-------- Records provided --------

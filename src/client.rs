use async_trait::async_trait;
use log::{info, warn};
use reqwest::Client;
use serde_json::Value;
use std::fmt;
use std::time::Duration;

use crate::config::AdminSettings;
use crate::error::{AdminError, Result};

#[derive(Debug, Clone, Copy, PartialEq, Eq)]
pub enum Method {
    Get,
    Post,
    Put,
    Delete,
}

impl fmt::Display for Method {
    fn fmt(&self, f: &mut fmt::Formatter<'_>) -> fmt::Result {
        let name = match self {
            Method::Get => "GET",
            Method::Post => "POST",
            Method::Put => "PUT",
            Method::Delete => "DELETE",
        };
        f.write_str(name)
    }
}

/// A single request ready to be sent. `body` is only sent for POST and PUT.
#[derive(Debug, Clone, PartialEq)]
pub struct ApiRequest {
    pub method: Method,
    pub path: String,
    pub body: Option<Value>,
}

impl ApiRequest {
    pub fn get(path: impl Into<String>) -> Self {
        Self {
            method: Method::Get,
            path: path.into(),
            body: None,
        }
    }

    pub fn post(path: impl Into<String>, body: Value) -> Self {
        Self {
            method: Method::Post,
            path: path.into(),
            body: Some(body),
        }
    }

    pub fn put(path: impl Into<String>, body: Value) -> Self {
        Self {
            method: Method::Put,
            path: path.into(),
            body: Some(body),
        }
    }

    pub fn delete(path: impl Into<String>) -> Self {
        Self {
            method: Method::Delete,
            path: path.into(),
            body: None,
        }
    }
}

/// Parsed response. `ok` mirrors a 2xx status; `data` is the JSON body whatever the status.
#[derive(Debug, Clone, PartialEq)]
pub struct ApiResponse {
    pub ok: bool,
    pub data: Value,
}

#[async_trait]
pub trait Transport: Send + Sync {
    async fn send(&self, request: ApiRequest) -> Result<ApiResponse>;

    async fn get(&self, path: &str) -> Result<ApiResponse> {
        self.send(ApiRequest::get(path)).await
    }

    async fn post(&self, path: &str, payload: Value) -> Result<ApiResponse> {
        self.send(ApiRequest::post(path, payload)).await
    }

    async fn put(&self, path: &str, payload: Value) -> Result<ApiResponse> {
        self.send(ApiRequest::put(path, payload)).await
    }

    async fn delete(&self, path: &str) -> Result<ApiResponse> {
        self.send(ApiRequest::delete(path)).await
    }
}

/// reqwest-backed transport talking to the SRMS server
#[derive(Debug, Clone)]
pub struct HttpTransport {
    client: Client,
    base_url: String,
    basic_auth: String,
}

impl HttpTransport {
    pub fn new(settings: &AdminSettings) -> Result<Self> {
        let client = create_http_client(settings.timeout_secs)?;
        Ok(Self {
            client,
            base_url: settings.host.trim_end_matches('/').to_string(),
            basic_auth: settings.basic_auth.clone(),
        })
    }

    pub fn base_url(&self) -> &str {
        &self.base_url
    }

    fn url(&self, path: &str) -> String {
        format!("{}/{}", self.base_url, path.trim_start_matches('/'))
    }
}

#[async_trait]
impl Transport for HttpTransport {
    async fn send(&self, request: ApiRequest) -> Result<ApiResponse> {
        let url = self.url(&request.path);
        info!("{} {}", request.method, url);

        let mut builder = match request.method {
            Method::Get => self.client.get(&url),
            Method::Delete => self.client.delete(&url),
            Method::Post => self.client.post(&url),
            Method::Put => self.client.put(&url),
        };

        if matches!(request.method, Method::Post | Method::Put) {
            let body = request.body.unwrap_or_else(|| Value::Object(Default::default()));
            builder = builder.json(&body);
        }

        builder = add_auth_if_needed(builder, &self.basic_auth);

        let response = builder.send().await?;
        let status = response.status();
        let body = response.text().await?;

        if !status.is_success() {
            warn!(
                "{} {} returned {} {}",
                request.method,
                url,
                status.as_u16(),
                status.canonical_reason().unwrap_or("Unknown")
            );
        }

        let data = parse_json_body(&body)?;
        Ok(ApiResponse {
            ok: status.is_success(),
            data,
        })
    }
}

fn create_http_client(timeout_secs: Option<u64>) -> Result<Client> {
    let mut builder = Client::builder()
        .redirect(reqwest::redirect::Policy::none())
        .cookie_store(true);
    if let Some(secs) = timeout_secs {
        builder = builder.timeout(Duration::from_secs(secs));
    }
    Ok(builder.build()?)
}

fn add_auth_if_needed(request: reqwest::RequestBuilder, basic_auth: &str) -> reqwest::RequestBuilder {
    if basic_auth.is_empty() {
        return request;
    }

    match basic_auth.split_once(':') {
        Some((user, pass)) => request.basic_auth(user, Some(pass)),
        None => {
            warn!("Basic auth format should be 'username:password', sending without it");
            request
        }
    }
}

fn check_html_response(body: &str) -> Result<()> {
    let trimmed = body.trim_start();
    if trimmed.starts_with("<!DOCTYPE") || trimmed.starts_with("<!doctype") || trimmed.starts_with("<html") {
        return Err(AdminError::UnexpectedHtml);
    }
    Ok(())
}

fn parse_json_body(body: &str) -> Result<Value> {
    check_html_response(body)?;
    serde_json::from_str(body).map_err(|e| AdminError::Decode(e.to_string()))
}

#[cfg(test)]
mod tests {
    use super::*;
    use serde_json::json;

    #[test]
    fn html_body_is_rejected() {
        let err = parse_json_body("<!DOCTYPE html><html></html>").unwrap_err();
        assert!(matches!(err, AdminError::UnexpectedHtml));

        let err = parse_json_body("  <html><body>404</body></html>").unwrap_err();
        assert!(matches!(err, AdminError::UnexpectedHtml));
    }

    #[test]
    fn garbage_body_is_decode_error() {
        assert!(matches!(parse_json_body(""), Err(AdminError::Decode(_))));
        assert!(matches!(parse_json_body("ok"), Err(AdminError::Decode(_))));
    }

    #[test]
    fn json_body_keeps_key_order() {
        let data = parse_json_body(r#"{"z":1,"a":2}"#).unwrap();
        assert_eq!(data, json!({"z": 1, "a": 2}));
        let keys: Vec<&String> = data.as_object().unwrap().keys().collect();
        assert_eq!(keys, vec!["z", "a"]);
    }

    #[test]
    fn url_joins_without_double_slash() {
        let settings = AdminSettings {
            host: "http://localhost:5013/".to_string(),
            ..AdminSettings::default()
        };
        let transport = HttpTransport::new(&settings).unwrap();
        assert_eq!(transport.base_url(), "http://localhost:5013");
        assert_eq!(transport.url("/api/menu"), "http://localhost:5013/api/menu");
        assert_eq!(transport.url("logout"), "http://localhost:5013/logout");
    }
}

--------

The problem:
Across the records, count each line that holds the string "keys". Respond with the number only.

Solution to the problem:
2